How many lines of the records hold the string "false"? Reply with the number alone.

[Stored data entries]
--
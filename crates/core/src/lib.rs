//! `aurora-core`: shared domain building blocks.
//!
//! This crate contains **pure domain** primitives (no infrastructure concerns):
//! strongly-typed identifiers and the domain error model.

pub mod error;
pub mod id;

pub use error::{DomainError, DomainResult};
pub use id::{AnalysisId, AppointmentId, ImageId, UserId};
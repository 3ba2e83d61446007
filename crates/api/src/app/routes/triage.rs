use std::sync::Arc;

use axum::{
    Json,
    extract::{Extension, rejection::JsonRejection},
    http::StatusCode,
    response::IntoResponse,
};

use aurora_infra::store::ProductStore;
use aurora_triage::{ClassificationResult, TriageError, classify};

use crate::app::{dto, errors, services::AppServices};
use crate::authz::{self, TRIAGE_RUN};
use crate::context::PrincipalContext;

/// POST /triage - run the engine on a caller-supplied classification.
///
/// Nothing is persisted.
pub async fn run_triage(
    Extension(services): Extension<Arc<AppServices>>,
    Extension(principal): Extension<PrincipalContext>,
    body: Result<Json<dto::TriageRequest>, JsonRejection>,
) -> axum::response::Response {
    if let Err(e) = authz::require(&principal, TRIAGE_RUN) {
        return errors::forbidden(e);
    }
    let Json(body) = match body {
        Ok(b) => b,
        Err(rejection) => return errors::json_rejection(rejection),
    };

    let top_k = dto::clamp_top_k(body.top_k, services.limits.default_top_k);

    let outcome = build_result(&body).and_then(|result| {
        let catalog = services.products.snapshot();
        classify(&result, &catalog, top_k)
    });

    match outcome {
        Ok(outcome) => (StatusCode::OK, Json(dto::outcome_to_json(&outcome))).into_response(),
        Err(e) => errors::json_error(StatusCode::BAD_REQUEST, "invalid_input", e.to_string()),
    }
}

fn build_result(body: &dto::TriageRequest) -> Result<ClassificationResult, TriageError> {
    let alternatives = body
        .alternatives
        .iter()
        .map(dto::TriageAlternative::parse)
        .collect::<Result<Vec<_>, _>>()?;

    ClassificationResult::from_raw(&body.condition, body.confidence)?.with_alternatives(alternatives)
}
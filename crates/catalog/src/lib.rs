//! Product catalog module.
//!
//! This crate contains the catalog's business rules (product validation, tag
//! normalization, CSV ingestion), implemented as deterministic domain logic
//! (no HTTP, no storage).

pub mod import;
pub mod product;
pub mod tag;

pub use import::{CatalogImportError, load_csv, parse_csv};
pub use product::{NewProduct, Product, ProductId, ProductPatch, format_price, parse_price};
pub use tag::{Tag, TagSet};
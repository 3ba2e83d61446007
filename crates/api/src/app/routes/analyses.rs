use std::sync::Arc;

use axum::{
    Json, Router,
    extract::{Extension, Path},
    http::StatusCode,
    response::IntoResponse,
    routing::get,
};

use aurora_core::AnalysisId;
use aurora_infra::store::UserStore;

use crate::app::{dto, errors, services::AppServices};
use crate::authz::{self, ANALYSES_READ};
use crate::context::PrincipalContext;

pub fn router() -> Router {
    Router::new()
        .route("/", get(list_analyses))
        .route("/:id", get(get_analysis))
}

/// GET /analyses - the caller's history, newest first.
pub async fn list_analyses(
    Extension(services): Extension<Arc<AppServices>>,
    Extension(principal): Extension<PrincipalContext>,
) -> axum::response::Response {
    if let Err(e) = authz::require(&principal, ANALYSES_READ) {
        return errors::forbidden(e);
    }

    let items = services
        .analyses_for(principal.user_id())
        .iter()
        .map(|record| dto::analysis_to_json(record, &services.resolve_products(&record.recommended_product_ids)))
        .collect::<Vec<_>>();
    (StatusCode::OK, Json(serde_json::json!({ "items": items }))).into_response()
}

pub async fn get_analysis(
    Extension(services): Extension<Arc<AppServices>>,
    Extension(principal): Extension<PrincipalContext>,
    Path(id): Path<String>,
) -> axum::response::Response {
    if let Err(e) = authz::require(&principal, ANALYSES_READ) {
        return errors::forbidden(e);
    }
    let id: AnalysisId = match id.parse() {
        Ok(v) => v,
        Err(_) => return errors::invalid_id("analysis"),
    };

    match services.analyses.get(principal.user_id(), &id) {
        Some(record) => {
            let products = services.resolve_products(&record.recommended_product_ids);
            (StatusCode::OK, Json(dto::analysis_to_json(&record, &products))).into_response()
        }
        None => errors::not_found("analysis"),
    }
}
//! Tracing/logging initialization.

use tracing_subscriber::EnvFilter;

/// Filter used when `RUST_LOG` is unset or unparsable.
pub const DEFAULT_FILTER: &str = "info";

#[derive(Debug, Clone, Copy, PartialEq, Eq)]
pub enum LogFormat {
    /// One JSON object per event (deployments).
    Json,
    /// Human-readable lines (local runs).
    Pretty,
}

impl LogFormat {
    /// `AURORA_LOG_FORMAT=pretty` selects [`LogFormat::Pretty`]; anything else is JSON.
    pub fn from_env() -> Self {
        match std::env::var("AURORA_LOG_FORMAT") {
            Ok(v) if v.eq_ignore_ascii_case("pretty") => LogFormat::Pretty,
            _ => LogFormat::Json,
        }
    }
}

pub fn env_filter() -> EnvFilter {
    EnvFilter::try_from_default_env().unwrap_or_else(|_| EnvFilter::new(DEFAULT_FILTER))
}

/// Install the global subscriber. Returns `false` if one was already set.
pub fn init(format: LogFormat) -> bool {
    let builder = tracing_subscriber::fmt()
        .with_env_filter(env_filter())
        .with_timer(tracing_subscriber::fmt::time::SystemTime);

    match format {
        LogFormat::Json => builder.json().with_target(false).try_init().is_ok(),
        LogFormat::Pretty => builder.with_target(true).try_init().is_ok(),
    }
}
--
- WRITTEN ANSWER -
2